Generalised Linear Models for Prediction of Dissolved Oxygen in a Waste Stabilisation Pond

Abstract

Due to simplicity and low costs, waste stabilisation ponds (WSPs) have become one of the most popular biological wastewater treatment systems that are applied in many places around the globe. Increasingly, pond modelling has become an interesting tool to improve and optimise their performance. Unlike process-driven models, generalised linear models (GLMs) can deliver considerable practical values in specific case studies with limited resources of time, data and mechanistic understanding, especially in the case of pond systems containing vast complexity of many unknown processes. This study aimed to investigate the key driving factors of dissolved oxygen variability in Ucubamba WSP (Ecuador), by applying and comparing numerous GLMs. Particularly, using different data partitioning and cross-validation strategies, we compared the predictive accuracy of 83 GLMs.
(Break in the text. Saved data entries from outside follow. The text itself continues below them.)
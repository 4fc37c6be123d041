//! FNOL field vocabulary and the extracted field map

use std::collections::BTreeMap;
use std::fmt;
use std::str::FromStr;

use rust_decimal::prelude::ToPrimitive;
use serde::{Deserialize, Serialize, Serializer};

use core_kernel::Money;
use crate::error::TriageError;

/// A field recognised on a First Notice of Loss document
///
/// Declaration order is significant: it drives the ordering of the
/// extracted map and of the missing-fields report.
#[derive(Debug, Clone, Copy, PartialEq, Eq, PartialOrd, Ord, Hash, Serialize, Deserialize)]
#[serde(rename_all = "camelCase")]
pub enum FieldName {
    PolicyNumber,
    PolicyholderName,
    EffectiveDates,
    IncidentDate,
    IncidentTime,
    IncidentLocation,
    IncidentDescription,
    Claimant,
    ThirdParties,
    ContactDetails,
    AssetType,
    AssetId,
    EstimatedDamage,
    ClaimType,
    Attachments,
    InitialEstimate,
}

impl FieldName {
    /// Every field, in declaration order
    pub const ALL: [FieldName; 16] = [
        FieldName::PolicyNumber,
        FieldName::PolicyholderName,
        FieldName::EffectiveDates,
        FieldName::IncidentDate,
        FieldName::IncidentTime,
        FieldName::IncidentLocation,
        FieldName::IncidentDescription,
        FieldName::Claimant,
        FieldName::ThirdParties,
        FieldName::ContactDetails,
        FieldName::AssetType,
        FieldName::AssetId,
        FieldName::EstimatedDamage,
        FieldName::ClaimType,
        FieldName::Attachments,
        FieldName::InitialEstimate,
    ];

    /// Returns the wire name used in JSON output
    pub fn as_str(&self) -> &'static str {
        match self {
            FieldName::PolicyNumber => "policyNumber",
            FieldName::PolicyholderName => "policyholderName",
            FieldName::EffectiveDates => "effectiveDates",
            FieldName::IncidentDate => "incidentDate",
            FieldName::IncidentTime => "incidentTime",
            FieldName::IncidentLocation => "incidentLocation",
            FieldName::IncidentDescription => "incidentDescription",
            FieldName::Claimant => "claimant",
            FieldName::ThirdParties => "thirdParties",
            FieldName::ContactDetails => "contactDetails",
            FieldName::AssetType => "assetType",
            FieldName::AssetId => "assetId",
            FieldName::EstimatedDamage => "estimatedDamage",
            FieldName::ClaimType => "claimType",
            FieldName::Attachments => "attachments",
            FieldName::InitialEstimate => "initialEstimate",
        }
    }

    /// Returns true if the field holds a monetary amount
    pub fn is_amount(&self) -> bool {
        matches!(self, FieldName::EstimatedDamage | FieldName::InitialEstimate)
    }
}

impl fmt::Display for FieldName {
    fn fmt(&self, f: &mut fmt::Formatter<'_>) -> fmt::Result {
        f.write_str(self.as_str())
    }
}

impl FromStr for FieldName {
    type Err = TriageError;

    fn from_str(s: &str) -> Result<Self, Self::Err> {
        FieldName::ALL
            .into_iter()
            .find(|field| field.as_str() == s)
            .ok_or_else(|| TriageError::UnknownField(s.to_string()))
    }
}

/// A value captured for one field
#[derive(Debug, Clone, PartialEq, Eq)]
pub enum FieldValue {
    /// Free text, already trimmed
    Text(String),
    /// A parsed monetary amount
    Amount(Money),
}

impl FieldValue {
    /// Returns the text, if this is a text value
    pub fn as_text(&self) -> Option<&str> {
        match self {
            FieldValue::Text(text) => Some(text),
            FieldValue::Amount(_) => None,
        }
    }

    /// Returns the amount, if this is an amount value
    pub fn as_amount(&self) -> Option<&Money> {
        match self {
            FieldValue::Amount(money) => Some(money),
            FieldValue::Text(_) => None,
        }
    }

    /// Returns true for empty or whitespace-only text. Amounts are never blank.
    pub fn is_blank(&self) -> bool {
        match self {
            FieldValue::Text(text) => text.trim().is_empty(),
            FieldValue::Amount(_) => false,
        }
    }
}

impl fmt::Display for FieldValue {
    fn fmt(&self, f: &mut fmt::Formatter<'_>) -> fmt::Result {
        match self {
            FieldValue::Text(text) => f.write_str(text),
            FieldValue::Amount(money) => write!(f, "{}", money),
        }
    }
}

impl Serialize for FieldValue {
    fn serialize<S>(&self, serializer: S) -> Result<S::Ok, S::Error>
    where
        S: Serializer,
    {
        match self {
            FieldValue::Text(text) => serializer.serialize_str(text),
            FieldValue::Amount(money) => {
                let amount = money.amount();
                if amount.fract().is_zero() {
                    if let Some(whole) = amount.to_i64() {
                        return serializer.serialize_i64(whole);
                    }
                }
                match amount.to_f64() {
                    Some(value) => serializer.serialize_f64(value),
                    None => serializer.serialize_str(&amount.to_string()),
                }
            }
        }
    }
}

/// Fields extracted from one document
///
/// Built once by the extractor and read-only afterwards. Iteration and
/// serialization follow `FieldName` declaration order.
#[derive(Debug, Clone, Default, PartialEq, Eq, Serialize)]
#[serde(transparent)]
pub struct ExtractedFields {
    fields: BTreeMap<FieldName, FieldValue>,
}

impl ExtractedFields {
    /// Creates an empty field map
    pub fn new() -> Self {
        Self::default()
    }

    pub(crate) fn insert(&mut self, name: FieldName, value: FieldValue) {
        self.fields.insert(name, value);
    }

    /// Gets the value captured for a field
    pub fn get(&self, name: FieldName) -> Option<&FieldValue> {
        self.fields.get(&name)
    }

    /// Gets a text field's value
    pub fn text(&self, name: FieldName) -> Option<&str> {
        self.get(name).and_then(FieldValue::as_text)
    }

    /// Gets an amount field's value
    pub fn amount(&self, name: FieldName) -> Option<&Money> {
        self.get(name).and_then(FieldValue::as_amount)
    }

    /// Returns true if the field was captured
    pub fn contains(&self, name: FieldName) -> bool {
        self.fields.contains_key(&name)
    }

    /// Number of captured fields
    pub fn len(&self) -> usize {
        self.fields.len()
    }

    /// Returns true if nothing was captured
    pub fn is_empty(&self) -> bool {
        self.fields.is_empty()
    }

    /// Iterates captured fields in declaration order
    pub fn iter(&self) -> impl Iterator<Item = (FieldName, &FieldValue)> {
        self.fields.iter().map(|(name, value)| (*name, value))
    }
}

impl FromIterator<(FieldName, FieldValue)> for ExtractedFields {
    fn from_iter<I: IntoIterator<Item = (FieldName, FieldValue)>>(iter: I) -> Self {
        Self {
            fields: iter.into_iter().collect(),
        }
    }
}
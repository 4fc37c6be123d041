//! Triage domain errors

use thiserror::Error;

/// Errors raised when parsing triage vocabulary from strings.
///
/// The pipeline itself never fails; these only surface when callers
/// convert external text into domain types.
#[derive(Debug, Error, PartialEq, Eq)]
pub enum TriageError {
    #[error("Unknown field name: {0}")]
    UnknownField(String),

    #[error("Unknown route: {0}")]
    UnknownRoute(String),
}
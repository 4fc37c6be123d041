//! Human-readable routing justification
//!
//! Narrates a [`RoutingTrace`] as a single sentence. No routing decisions
//! are made here.

use core_kernel::Money;
use crate::field::FieldName;
use crate::inconsistency::InconsistencyFlag;
use crate::routing::{FiredRule, RouteDecision, RoutingTrace, FAST_TRACK_THRESHOLD};

/// Renders routing traces into explanations
pub struct ReasoningGenerator;

impl ReasoningGenerator {
    /// Explains why `trace` ended on its decision, citing the values involved.
    pub fn explain(
        trace: &RoutingTrace,
        missing: &[FieldName],
        flags: &[InconsistencyFlag],
    ) -> String {
        let reason = Self::rule_clause(&trace.cascade.rule, missing);

        if trace.override_applied {
            return format!(
                "{}, but inconsistencies were detected ({}); routed to {}.",
                reason,
                join_notes(flags),
                trace.decision
            );
        }

        if trace.decision == RouteDecision::InvestigationFlag && !flags.is_empty() {
            return format!(
                "{}, which takes precedence over detected inconsistencies ({}); routed to {}.",
                reason,
                join_notes(flags),
                trace.decision
            );
        }

        format!("{}; routed to {}.", reason, trace.decision)
    }

    fn rule_clause(rule: &FiredRule, missing: &[FieldName]) -> String {
        match rule {
            FiredRule::FraudLanguage { keyword } => format!(
                "Incident description contains potential fraud indicator \"{}\"",
                keyword
            ),
            FiredRule::MissingFields => format!(
                "Mandatory fields are missing ({})",
                missing
                    .iter()
                    .map(FieldName::as_str)
                    .collect::<Vec<_>>()
                    .join(", ")
            ),
            FiredRule::InjuryClaim => {
                "Claim type is injury and requires specialist handling".to_string()
            }
            FiredRule::FastTrack { damage } => format!(
                "Estimated damage {} is below the {} fast-track threshold",
                damage,
                threshold_in(damage)
            ),
            FiredRule::Fallback { damage: Some(damage) } => format!(
                "Estimated damage {} is not below the {} fast-track threshold",
                damage,
                threshold_in(damage)
            ),
            FiredRule::Fallback { damage: None } => {
                "Estimated damage is unavailable, so the claim cannot be fast-tracked".to_string()
            }
        }
    }
}

fn threshold_in(damage: &Money) -> Money {
    Money::new(FAST_TRACK_THRESHOLD, damage.currency())
}

fn join_notes(flags: &[InconsistencyFlag]) -> String {
    flags
        .iter()
        .map(|flag| flag.note.as_str())
        .collect::<Vec<_>>()
        .join("; ")
}
//! CLI error handling

use std::path::PathBuf;

use thiserror::Error;

use core_kernel::CoreError;

/// Errors raised while turning a file into document text
#[derive(Debug, Error)]
pub enum LoadError {
    #[error("Unsupported document format: {0}")]
    UnsupportedFormat(String),

    #[error("Failed to read {}: {source}", path.display())]
    Io {
        path: PathBuf,
        #[source]
        source: std::io::Error,
    },

    #[error("PDF parsing failed: {0}")]
    PdfParsing(String),
}

/// Top-level CLI error types
#[derive(Debug, Error)]
pub enum CliError {
    #[error(transparent)]
    Load(#[from] LoadError),

    #[error("Configuration error: {0}")]
    Config(#[from] config::ConfigError),

    #[error(transparent)]
    Core(#[from] CoreError),

    #[error("Serialization error: {0}")]
    Serialization(#[from] serde_json::Error),
}
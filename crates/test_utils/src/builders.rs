//! Test Data Builders
//!
//! Provides a builder for FNOL documents with sensible defaults. Tests set
//! only the fields they care about; every other mandatory field is filled
//! with a value that triggers no routing rule and no inconsistency.

use std::collections::BTreeMap;

use domain_triage::{FieldExtractor, FieldName};

/// Builder for rendering a labelled FNOL text document
#[derive(Debug, Clone)]
pub struct FnolDocumentBuilder {
    values: BTreeMap<FieldName, String>,
    header: Vec<String>,
    footer: Vec<String>,
}

impl Default for FnolDocumentBuilder {
    fn default() -> Self {
        Self::new()
    }
}

impl FnolDocumentBuilder {
    /// Creates a builder for a complete, fast-track eligible auto claim
    pub fn new() -> Self {
        let values = [
            (FieldName::PolicyNumber, "POL-2024-00871"),
            (FieldName::PolicyholderName, "Dana Reyes"),
            (FieldName::EffectiveDates, "01/01/2024 - 12/31/2024"),
            (FieldName::IncidentDate, "03/15/2024"),
            (FieldName::IncidentTime, "08:45 AM"),
            (FieldName::IncidentLocation, "Main St & 5th Ave, Springfield"),
            (
                FieldName::IncidentDescription,
                "Rear-ended while stopped at a traffic light",
            ),
            (FieldName::Claimant, "Dana Reyes"),
            (FieldName::ContactDetails, "dana.reyes@example.com, 555-0100"),
            (FieldName::AssetType, "Sedan"),
            (FieldName::AssetId, "1HGCM82633A004352"),
            (FieldName::EstimatedDamage, "$18,000"),
            (FieldName::ClaimType, "Auto"),
            (FieldName::Attachments, "Photos, police report"),
            (FieldName::InitialEstimate, "$15,000"),
        ]
        .into_iter()
        .map(|(field, value)| (field, value.to_string()))
        .collect();

        Self {
            values,
            header: vec!["FIRST NOTICE OF LOSS".to_string()],
            footer: Vec::new(),
        }
    }

    /// Sets a field's raw text
    pub fn with(mut self, field: FieldName, value: impl Into<String>) -> Self {
        self.values.insert(field, value.into());
        self
    }

    /// Removes a field from the document
    pub fn without(mut self, field: FieldName) -> Self {
        self.values.remove(&field);
        self
    }

    /// Sets the claim type
    pub fn with_claim_type(self, claim_type: impl Into<String>) -> Self {
        self.with(FieldName::ClaimType, claim_type)
    }

    /// Sets the incident description
    pub fn with_description(self, description: impl Into<String>) -> Self {
        self.with(FieldName::IncidentDescription, description)
    }

    /// Sets the estimated damage text
    pub fn with_estimated_damage(self, damage: impl Into<String>) -> Self {
        self.with(FieldName::EstimatedDamage, damage)
    }

    /// Sets the initial estimate text
    pub fn with_initial_estimate(self, estimate: impl Into<String>) -> Self {
        self.with(FieldName::InitialEstimate, estimate)
    }

    /// Appends a free-form line after the labelled fields
    pub fn with_footer_line(mut self, line: impl Into<String>) -> Self {
        self.footer.push(line.into());
        self
    }

    /// Renders the document, one `Label: value` line per field using each
    /// field's primary alias
    pub fn build(self) -> String {
        let mut lines = self.header;
        lines.extend(self.values.iter().map(|(field, value)| {
            let label = FieldExtractor::aliases(*field).first().copied().unwrap_or(field.as_str());
            format!("{}: {}", label, value)
        }));
        lines.extend(self.footer);
        lines.join("\n")
    }
}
The obtained results showed that chlorophyll a had a strong impact on the dissolved oxygen (DO) level near the water surface, while organic matter could be the most influential factor on the DO variability at the bottom of the pond. Among the 83 models, the optimal models were pond- and depth-specific. Specifically, among the ponds, the models of MPs predicted DO more precisely than those of facultative ponds; while within a pond, the models of the surface performed better than those of the bottom. Using mean absolute error (MAE) and symmetric mean absolute percentage error (SMAPE) to represent model predictive performance, it was found that MAEs varied in the range of 0.22–2.75 mg L−1 in the training period and 0.74–3.54 mg L−1 in the validation period; while SMAPEs were in the range of 2.35–38.70% in the training period and 10.88–71.62% in the validation period. By providing insights into the oxygen-related processes, the findings could be valuable for future pond operation and monitoring.